Check each line of the data below for the word "push", then extract the ones that have it.

Collected data entries:
* * * * * * *

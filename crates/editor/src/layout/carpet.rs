//! Carpet generator: a dense grid of ground-cover elements plus a few
//! gap-filling extras, all sharing one group id.
//!
//! Grid columns anchor the left edge (`x`) of each element and span the full
//! canvas width: the first column sits at `x = 0`, the last at `x = width`.
//! The first row rests on the substrate surface; later rows step down by a
//! fraction of the asset height, overlapping each other.

use glam::DVec2;
use rand::Rng;
use serde::{Deserialize, Serialize};
use shared::{Asset, CanvasElement, DepthLayer, GroupId};

use crate::geometry::surface_y;

/// Tunables for carpet generation
#[derive(Debug, Clone, PartialEq, Serialize, Deserialize)]
#[serde(default)]
pub struct CarpetConfig {
    /// Grid columns, at least 2
    pub columns: usize,
    /// Grid rows, at least 1
    pub rows: usize,
    /// Row spacing as a fraction of the asset height
    pub row_overlap: f64,
    /// Maximum positional jitter in pixels, both axes
    pub jitter: f64,
    pub scale_min: f64,
    pub scale_max: f64,
    /// Maximum rotation either way, degrees
    pub max_rotation: f64,
    /// Extra elements dropped into edges and gaps
    pub fill_count: usize,
    /// Fixed RNG seed; `None` draws from the OS
    pub seed: Option<u64>,
}

impl Default for CarpetConfig {
    fn default() -> Self {
        Self {
            columns: 15,
            rows: 4,
            row_overlap: 0.65,
            jitter: 5.0,
            scale_min: 0.9,
            scale_max: 1.1,
            max_rotation: 15.0,
            fill_count: 12,
            seed: None,
        }
    }
}

impl CarpetConfig {
    fn columns(&self) -> usize {
        self.columns.max(2)
    }

    fn rows(&self) -> usize {
        self.rows.max(1)
    }

    fn scale_range(&self) -> (f64, f64) {
        let (a, b) = (self.scale_min.max(0.01), self.scale_max.max(0.01));
        (a.min(b), a.max(b))
    }

    /// Horizontal distance between grid columns for a canvas width
    pub fn column_spacing(&self, canvas_width: f64) -> f64 {
        canvas_width / (self.columns() - 1) as f64
    }

    /// Total number of elements one run produces
    pub fn element_count(&self) -> usize {
        self.columns() * self.rows() + self.fill_count
    }
}

/// Grid geometry shared by the primary and fill passes
struct Grid {
    canvas: DVec2,
    col_spacing: f64,
    row_spacing: f64,
    /// Center Y of the first row
    top: f64,
}

impl Grid {
    fn new(config: &CarpetConfig, canvas: DVec2, base_height_percent: f64, asset_h: f64) -> Self {
        let surface = surface_y(base_height_percent, canvas.y);
        Self {
            canvas,
            col_spacing: config.column_spacing(canvas.x),
            row_spacing: config.row_overlap.max(0.0) * asset_h,
            top: surface - asset_h / 2.0,
        }
    }

    fn column_x(&self, col: f64) -> f64 {
        col * self.col_spacing
    }

    fn row_y(&self, row: f64) -> f64 {
        self.top + row * self.row_spacing
    }
}

/// Lay out one carpet for `asset` on a canvas of `canvas` pixels.
///
/// Pure apart from the supplied RNG; the caller records history and
/// appends the result.
pub fn generate_carpet<R: Rng>(
    asset: &Asset,
    canvas: DVec2,
    base_height_percent: f64,
    config: &CarpetConfig,
    group_id: &GroupId,
    rng: &mut R,
) -> Vec<CanvasElement> {
    let (asset_w, asset_h) = asset.nominal_size();
    let grid = Grid::new(config, canvas, base_height_percent, asset_h);
    let mut out = Vec::with_capacity(config.element_count());

    for row in 0..config.rows() {
        for col in 0..config.columns() {
            let anchor = DVec2::new(grid.column_x(col as f64), grid.row_y(row as f64));
            out.push(place(asset, asset_w, asset_h, anchor, &grid, config, group_id, rng));
        }
    }

    let gap_cols = config.columns() - 1;
    for k in 0..config.fill_count {
        let row = rng.random_range(0..config.rows()) as f64;
        let anchor = match k % 3 {
            // left edge
            0 => DVec2::new(0.0, grid.row_y(row + 0.5)),
            // right edge
            1 => DVec2::new(grid.canvas.x, grid.row_y(row + 0.5)),
            // between two grid cells
            _ => {
                let col = rng.random_range(0..gap_cols) as f64;
                DVec2::new(grid.column_x(col + 0.5), grid.row_y(row + 0.5))
            }
        };
        out.push(place(asset, asset_w, asset_h, anchor, &grid, config, group_id, rng));
    }

    tracing::debug!(count = out.len(), group = %group_id, "carpet laid out");
    out
}

/// Instantiate one element. `anchor.x` is the left edge, `anchor.y` the
/// vertical center, both before jitter.
#[allow(clippy::too_many_arguments)]
fn place<R: Rng>(
    asset: &Asset,
    asset_w: f64,
    asset_h: f64,
    anchor: DVec2,
    grid: &Grid,
    config: &CarpetConfig,
    group_id: &GroupId,
    rng: &mut R,
) -> CanvasElement {
    let jitter = config.jitter.abs();
    let (scale_lo, scale_hi) = config.scale_range();
    let max_rot = config.max_rotation.abs();

    let scale = rng.random_range(scale_lo..=scale_hi);
    let width = asset_w * scale;
    let height = asset_h * scale;
    let dx = rng.random_range(-jitter..=jitter);
    let dy = rng.random_range(-jitter..=jitter);
    let rotation = rng.random_range(-max_rot..=max_rot);

    let x = anchor.x + dx;
    let y = (anchor.y + dy - height / 2.0)
        .min(grid.canvas.y - height)
        .max(0.0);

    CanvasElement {
        id: uuid::Uuid::new_v4().to_string(),
        kind: asset.category,
        name: asset.name.clone(),
        src: asset.src.clone(),
        x,
        y,
        width,
        height,
        rotation,
        depth: DepthLayer::Front,
        group_id: Some(group_id.clone()),
    }
}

* * * * * * *

Result:
            out.push(place(asset, asset_w, asset_h, anchor, &grid, config, group_id, rng));
        out.push(place(asset, asset_w, asset_h, anchor, &grid, config, group_id, rng));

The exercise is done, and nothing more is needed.